## TASK PROMPT
After locating the line with "cur = match cur.child(self.mode.index_of(c)?)" in the data that follows, return it and every later line exactly, up to and including the line with "line per node.".

## INPUT MATERIAL
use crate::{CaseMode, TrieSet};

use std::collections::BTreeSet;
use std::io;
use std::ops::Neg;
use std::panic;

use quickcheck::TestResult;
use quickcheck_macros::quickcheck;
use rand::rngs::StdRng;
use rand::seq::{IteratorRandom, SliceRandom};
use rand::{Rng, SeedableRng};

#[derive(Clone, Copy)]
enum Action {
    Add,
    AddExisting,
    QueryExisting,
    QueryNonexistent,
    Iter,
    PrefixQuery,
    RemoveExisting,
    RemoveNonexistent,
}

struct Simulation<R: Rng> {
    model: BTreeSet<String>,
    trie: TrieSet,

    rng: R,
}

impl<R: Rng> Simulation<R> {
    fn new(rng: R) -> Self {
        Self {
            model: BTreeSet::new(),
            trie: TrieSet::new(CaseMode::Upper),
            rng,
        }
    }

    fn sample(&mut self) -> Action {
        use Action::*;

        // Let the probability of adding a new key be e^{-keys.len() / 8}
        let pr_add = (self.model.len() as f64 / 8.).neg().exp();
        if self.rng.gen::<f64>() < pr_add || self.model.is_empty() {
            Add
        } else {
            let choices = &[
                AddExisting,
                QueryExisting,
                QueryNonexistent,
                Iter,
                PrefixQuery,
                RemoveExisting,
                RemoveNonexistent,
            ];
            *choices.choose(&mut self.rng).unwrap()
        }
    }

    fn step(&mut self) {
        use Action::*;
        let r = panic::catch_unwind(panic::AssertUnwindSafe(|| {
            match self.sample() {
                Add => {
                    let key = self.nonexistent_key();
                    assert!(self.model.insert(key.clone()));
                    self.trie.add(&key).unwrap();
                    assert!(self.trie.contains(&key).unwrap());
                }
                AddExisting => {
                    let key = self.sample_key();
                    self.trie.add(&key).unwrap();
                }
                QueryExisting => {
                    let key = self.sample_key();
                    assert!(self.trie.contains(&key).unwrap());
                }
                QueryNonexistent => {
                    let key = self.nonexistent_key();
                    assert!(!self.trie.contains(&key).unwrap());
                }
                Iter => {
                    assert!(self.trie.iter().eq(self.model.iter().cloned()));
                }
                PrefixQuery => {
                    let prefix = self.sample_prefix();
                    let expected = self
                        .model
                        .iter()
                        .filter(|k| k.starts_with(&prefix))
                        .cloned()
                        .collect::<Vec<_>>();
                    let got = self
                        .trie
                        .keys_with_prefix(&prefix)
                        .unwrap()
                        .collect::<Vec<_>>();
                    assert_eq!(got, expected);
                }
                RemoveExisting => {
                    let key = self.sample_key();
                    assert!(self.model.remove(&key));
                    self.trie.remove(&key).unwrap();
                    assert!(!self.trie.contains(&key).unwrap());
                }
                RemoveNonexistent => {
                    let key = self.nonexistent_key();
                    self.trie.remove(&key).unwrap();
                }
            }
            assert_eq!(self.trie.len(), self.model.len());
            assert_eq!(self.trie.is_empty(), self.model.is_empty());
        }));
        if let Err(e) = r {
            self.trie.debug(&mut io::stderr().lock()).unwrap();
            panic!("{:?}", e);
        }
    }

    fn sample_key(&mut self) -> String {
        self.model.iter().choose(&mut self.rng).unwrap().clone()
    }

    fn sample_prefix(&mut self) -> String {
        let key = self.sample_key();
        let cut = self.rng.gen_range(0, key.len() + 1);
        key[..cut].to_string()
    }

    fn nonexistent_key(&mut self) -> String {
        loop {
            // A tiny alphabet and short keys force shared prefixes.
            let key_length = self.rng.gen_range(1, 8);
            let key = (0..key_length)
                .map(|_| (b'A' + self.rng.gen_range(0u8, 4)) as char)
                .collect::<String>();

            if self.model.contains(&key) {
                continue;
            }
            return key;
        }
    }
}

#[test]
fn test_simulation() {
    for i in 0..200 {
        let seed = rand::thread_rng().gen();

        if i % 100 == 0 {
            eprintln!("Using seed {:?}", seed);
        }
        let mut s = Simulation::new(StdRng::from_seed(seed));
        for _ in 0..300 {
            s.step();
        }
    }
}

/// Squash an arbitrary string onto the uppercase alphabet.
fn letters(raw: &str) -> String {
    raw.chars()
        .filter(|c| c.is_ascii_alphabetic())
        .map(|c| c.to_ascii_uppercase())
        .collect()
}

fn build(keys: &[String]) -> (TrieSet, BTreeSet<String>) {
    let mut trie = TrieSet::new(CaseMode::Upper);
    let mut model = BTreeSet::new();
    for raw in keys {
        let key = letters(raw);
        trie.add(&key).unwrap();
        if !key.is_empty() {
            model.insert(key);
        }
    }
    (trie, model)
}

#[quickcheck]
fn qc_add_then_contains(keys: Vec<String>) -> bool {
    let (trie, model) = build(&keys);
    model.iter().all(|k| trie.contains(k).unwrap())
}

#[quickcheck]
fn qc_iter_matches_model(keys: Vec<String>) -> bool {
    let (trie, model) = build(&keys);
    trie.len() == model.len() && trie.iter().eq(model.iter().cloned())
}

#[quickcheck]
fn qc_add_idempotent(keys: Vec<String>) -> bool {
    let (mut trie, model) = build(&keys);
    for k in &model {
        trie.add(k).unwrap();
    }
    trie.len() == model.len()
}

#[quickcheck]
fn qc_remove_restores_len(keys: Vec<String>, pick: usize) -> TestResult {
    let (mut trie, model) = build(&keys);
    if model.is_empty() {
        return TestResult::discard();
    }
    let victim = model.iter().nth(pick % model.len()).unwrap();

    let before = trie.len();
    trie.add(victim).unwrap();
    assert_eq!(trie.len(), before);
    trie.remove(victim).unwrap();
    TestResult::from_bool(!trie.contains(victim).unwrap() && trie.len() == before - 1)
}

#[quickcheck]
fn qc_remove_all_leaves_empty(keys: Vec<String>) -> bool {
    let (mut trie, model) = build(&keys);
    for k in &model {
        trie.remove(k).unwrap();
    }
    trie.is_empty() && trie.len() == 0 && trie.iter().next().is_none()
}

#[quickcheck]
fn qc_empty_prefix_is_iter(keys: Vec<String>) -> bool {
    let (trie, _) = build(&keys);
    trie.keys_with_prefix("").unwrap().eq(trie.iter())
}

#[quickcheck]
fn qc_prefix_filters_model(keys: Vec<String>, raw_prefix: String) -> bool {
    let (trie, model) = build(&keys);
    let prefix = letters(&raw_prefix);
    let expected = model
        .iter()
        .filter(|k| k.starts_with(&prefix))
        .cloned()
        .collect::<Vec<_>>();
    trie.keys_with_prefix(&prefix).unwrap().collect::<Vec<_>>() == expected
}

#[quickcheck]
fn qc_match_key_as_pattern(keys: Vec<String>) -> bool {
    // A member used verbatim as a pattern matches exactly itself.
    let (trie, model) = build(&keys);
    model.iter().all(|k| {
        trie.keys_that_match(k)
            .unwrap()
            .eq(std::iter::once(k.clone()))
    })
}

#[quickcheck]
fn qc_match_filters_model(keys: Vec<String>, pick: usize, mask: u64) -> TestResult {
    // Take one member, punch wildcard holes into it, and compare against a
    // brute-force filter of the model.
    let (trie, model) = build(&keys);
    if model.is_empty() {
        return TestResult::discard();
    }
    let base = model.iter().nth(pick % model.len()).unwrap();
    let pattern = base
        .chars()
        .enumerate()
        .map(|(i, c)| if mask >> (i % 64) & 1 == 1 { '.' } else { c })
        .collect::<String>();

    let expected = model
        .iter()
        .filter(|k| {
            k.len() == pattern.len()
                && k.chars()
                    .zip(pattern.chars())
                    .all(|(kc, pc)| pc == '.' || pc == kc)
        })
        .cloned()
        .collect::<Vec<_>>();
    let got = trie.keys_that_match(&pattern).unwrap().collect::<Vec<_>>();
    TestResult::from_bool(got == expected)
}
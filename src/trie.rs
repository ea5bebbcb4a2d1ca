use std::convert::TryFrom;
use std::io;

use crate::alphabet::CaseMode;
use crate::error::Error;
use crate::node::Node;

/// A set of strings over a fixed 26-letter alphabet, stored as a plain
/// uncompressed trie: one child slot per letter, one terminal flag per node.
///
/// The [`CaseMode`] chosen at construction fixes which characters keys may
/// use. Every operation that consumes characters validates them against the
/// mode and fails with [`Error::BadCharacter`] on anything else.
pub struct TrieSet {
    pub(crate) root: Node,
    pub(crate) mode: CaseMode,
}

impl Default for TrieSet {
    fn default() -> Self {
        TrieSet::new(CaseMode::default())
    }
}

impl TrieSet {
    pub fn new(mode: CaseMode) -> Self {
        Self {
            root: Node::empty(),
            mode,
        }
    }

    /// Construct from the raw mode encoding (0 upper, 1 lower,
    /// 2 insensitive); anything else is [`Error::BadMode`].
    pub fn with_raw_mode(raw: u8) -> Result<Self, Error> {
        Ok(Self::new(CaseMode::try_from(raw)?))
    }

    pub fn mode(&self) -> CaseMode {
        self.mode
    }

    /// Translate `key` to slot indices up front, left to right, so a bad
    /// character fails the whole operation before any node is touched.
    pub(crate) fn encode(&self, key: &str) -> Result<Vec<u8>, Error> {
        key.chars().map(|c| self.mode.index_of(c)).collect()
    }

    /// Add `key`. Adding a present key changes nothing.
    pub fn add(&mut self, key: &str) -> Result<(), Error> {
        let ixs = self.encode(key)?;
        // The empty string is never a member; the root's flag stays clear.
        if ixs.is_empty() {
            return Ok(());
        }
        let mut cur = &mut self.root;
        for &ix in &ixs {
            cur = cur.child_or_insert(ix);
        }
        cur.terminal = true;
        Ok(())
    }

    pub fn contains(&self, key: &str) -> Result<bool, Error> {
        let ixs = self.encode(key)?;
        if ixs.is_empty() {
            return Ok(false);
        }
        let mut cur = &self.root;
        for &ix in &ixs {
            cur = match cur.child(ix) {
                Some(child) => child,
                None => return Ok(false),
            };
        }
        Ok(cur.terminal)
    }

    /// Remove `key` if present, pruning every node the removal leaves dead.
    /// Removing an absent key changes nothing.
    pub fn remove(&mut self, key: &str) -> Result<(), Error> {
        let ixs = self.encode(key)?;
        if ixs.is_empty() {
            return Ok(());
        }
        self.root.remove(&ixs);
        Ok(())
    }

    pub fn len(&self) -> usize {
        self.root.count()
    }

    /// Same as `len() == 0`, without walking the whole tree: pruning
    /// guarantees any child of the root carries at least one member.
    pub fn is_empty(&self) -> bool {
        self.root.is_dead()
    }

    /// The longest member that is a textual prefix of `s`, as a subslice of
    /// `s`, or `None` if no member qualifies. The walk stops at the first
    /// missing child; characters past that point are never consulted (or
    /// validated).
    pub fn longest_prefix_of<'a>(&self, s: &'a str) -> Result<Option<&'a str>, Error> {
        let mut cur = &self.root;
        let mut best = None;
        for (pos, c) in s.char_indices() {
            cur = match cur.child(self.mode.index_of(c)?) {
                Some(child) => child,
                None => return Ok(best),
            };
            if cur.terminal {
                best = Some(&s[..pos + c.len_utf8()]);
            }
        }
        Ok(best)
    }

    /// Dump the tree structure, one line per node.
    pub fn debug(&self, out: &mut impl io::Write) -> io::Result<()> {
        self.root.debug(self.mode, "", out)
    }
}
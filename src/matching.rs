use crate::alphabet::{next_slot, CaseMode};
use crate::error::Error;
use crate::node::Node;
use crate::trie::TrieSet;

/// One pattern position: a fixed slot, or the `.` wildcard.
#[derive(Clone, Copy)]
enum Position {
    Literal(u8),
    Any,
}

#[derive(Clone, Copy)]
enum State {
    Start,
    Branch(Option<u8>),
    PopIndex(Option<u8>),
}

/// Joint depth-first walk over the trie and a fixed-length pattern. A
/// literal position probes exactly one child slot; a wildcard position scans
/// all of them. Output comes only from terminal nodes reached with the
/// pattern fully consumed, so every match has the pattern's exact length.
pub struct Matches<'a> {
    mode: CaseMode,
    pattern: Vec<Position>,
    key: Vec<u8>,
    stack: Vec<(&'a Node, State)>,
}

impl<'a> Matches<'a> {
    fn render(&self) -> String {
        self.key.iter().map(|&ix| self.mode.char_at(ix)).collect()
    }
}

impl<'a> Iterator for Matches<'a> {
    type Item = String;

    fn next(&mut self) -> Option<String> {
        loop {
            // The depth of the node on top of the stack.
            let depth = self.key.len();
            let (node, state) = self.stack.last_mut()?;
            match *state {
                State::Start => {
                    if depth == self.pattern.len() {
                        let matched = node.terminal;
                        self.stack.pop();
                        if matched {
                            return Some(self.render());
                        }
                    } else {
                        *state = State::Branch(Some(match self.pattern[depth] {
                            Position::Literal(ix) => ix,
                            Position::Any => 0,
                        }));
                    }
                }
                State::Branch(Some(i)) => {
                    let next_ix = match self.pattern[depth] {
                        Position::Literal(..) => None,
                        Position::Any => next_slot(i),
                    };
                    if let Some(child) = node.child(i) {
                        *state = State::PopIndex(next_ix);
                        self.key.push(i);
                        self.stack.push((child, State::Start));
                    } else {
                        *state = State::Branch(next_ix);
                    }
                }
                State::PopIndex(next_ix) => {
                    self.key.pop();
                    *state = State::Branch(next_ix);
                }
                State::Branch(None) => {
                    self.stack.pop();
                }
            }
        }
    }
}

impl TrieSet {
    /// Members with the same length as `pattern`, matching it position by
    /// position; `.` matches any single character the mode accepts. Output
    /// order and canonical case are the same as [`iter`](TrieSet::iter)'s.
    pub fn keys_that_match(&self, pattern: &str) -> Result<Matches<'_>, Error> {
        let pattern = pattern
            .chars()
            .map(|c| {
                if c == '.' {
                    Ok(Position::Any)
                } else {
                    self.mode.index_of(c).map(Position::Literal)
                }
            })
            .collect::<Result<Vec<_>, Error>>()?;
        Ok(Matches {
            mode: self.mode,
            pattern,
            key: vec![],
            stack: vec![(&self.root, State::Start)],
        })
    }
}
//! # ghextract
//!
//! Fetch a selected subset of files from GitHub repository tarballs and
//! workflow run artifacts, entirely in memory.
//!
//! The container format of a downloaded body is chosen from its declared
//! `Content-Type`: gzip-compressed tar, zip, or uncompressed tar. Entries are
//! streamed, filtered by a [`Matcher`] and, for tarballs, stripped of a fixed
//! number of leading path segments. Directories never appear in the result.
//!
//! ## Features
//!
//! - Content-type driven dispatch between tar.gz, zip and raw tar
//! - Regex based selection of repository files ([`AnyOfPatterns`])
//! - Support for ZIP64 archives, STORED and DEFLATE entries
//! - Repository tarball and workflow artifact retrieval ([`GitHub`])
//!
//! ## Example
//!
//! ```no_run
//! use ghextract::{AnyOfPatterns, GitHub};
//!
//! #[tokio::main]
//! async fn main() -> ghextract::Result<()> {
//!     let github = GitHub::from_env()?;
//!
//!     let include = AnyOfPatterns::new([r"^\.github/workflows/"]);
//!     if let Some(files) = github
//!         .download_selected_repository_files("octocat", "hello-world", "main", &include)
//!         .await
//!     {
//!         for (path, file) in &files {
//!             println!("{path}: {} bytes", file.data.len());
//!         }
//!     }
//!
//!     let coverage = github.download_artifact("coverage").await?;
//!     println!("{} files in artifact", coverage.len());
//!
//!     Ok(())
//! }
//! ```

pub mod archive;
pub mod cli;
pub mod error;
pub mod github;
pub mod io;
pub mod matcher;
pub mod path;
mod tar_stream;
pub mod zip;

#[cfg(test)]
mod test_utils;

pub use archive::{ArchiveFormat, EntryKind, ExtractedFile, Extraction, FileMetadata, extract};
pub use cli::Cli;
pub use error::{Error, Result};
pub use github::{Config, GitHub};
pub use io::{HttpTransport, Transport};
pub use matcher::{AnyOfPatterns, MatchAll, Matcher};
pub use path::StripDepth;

## TASK RESULT
            cur = match cur.child(self.mode.index_of(c)?) {
                Some(child) => child,
                None => return Ok(best),
            };
            if cur.terminal {
                best = Some(&s[..pos + c.len_utf8()]);
            }
        }
        Ok(best)
    }

    /// Dump the tree structure, one line per node.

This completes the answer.